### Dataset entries
===
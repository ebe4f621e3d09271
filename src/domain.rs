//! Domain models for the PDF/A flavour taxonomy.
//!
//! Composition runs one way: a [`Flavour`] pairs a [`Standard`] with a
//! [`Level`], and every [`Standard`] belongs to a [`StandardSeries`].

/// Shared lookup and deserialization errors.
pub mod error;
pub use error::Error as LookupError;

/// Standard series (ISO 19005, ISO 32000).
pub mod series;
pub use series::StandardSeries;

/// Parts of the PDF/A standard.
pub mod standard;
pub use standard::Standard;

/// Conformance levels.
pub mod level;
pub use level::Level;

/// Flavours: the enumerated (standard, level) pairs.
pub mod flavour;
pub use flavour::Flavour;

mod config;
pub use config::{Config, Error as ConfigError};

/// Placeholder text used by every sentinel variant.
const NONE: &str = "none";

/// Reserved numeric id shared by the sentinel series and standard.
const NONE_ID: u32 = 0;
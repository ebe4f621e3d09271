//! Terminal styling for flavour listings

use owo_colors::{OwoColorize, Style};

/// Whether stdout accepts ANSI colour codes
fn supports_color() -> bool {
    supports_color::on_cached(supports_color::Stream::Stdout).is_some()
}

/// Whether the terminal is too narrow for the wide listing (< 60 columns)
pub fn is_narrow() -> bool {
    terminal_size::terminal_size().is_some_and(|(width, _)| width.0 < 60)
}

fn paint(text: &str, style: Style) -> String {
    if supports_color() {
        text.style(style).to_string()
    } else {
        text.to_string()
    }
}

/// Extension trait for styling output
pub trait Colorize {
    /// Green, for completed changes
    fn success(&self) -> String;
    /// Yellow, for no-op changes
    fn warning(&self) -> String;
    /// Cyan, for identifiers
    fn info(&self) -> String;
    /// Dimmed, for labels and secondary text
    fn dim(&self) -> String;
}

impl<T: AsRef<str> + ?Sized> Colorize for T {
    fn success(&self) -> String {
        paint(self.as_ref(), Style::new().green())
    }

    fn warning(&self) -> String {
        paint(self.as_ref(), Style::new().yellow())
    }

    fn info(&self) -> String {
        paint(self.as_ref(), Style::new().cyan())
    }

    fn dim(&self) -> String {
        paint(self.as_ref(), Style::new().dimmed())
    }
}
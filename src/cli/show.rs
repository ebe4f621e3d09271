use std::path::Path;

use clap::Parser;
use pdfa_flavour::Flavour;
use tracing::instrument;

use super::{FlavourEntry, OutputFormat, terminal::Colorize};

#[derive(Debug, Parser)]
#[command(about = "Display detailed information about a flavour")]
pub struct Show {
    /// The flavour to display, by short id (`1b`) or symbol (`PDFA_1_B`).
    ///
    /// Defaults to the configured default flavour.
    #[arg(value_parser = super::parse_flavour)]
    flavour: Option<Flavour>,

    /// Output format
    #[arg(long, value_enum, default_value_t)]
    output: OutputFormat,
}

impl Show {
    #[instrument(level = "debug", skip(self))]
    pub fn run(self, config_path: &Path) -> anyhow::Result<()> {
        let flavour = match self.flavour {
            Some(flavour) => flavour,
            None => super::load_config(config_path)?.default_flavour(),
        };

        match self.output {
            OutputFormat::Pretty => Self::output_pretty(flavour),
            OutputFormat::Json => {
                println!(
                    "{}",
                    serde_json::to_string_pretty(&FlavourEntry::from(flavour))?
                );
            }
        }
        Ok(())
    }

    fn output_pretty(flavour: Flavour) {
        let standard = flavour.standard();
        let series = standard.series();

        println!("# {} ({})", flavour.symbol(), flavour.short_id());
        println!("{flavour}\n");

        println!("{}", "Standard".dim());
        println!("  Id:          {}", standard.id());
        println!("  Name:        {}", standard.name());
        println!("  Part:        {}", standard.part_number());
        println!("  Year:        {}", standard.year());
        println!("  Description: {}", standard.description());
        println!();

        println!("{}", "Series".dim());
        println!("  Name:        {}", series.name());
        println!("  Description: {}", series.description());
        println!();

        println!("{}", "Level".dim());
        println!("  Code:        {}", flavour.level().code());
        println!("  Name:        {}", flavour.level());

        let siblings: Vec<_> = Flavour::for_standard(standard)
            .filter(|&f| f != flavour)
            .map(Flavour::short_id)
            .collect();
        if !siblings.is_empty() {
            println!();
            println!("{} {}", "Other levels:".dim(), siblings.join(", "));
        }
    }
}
===
Would you write out the full set of records above without alteration?

### Answer area
repository ebe4f621e3d09271
filename src/domain.rs
//! Domain models for the PDF/A flavour taxonomy.
//!
//! Composition runs one way: a [`Flavour`] pairs a [`Standard`] with a
//! [`Level`], and every [`Standard`] belongs to a [`StandardSeries`].

/// Shared lookup and deserialization errors.
pub mod error;
pub use error::Error as LookupError;

/// Standard series (ISO 19005, ISO 32000).
pub mod series;
pub use series::StandardSeries;

/// Parts of the PDF/A standard.
pub mod standard;
pub use standard::Standard;

/// Conformance levels.
pub mod level;
pub use level::Level;

/// Flavours: the enumerated (standard, level) pairs.
pub mod flavour;
pub use flavour::Flavour;

mod config;
pub use config::{Config, Error as ConfigError};

/// Placeholder text used by every sentinel variant.
const NONE: &str = "none";

/// Reserved numeric id shared by the sentinel series and standard.
const NONE_ID: u32 = 0;
repository ebe4f621e3d09271
//! Terminal styling for flavour listings

use owo_colors::{OwoColorize, Style};

/// Whether stdout accepts ANSI colour codes
fn supports_color() -> bool {
    supports_color::on_cached(supports_color::Stream::Stdout).is_some()
}

/// Whether the terminal is too narrow for the wide listing (< 60 columns)
pub fn is_narrow() -> bool {
    terminal_size::terminal_size().is_some_and(|(width, _)| width.0 < 60)
}

fn paint(text: &str, style: Style) -> String {
    if supports_color() {
        text.style(style).to_string()
    } else {
        text.to_string()
    }
}

/// Extension trait for styling output
pub trait Colorize {
    /// Green, for completed changes
    fn success(&self) -> String;
    /// Yellow, for no-op changes
    fn warning(&self) -> String;
    /// Cyan, for identifiers
    fn info(&self) -> String;
    /// Dimmed, for labels and secondary text
    fn dim(&self) -> String;
}

impl<T: AsRef<str> + ?Sized> Colorize for T {
    fn success(&self) -> String {
        paint(self.as_ref(), Style::new().green())
    }

    fn warning(&self) -> String {
        paint(self.as_ref(), Style::new().yellow())
    }

    fn info(&self) -> String {
        paint(self.as_ref(), Style::new().cyan())
    }

    fn dim(&self) -> String {
        paint(self.as_ref(), Style::new().dimmed())
    }
}
filename src/cli/show.rs
repository ebe4f621e3d09271
use std::path::Path;

use clap::Parser;
use pdfa_flavour::Flavour;
use tracing::instrument;

use super::{FlavourEntry, OutputFormat, terminal::Colorize};

#[derive(Debug, Parser)]
#[command(about = "Display detailed information about a flavour")]
pub struct Show {
    /// The flavour to display, by short id (`1b`) or symbol (`PDFA_1_B`).
    ///
    /// Defaults to the configured default flavour.
    #[arg(value_parser = super::parse_flavour)]
    flavour: Option<Flavour>,

    /// Output format
    #[arg(long, value_enum, default_value_t)]
    output: OutputFormat,
}

impl Show {
    #[instrument(level = "debug", skip(self))]
    pub fn run(self, config_path: &Path) -> anyhow::Result<()> {
        let flavour = match self.flavour {
            Some(flavour) => flavour,
            None => super::load_config(config_path)?.default_flavour(),
        };

        match self.output {
            OutputFormat::Pretty => Self::output_pretty(flavour),
            OutputFormat::Json => {
                println!(
                    "{}",
                    serde_json::to_string_pretty(&FlavourEntry::from(flavour))?
                );
            }
        }
        Ok(())
    }

    fn output_pretty(flavour: Flavour) {
        let standard = flavour.standard();
        let series = standard.series();

        println!("# {} ({})", flavour.symbol(), flavour.short_id());
        println!("{flavour}\n");

        println!("{}", "Standard".dim());
        println!("  Id:          {}", standard.id());
        println!("  Name:        {}", standard.name());
        println!("  Part:        {}", standard.part_number());
        println!("  Year:        {}", standard.year());
        println!("  Description: {}", standard.description());
        println!();

        println!("{}", "Series".dim());
        println!("  Name:        {}", series.name());
        println!("  Description: {}", series.description());
        println!();

        println!("{}", "Level".dim());
        println!("  Code:        {}", flavour.level().code());
        println!("  Name:        {}", flavour.level());

        let siblings: Vec<_> = Flavour::for_standard(standard)
            .filter(|&f| f != flavour)
            .map(Flavour::short_id)
            .collect();
        if !siblings.is_empty() {
            println!();
            println!("{} {}", "Other levels:".dim(), siblings.join(", "));
        }
    }
}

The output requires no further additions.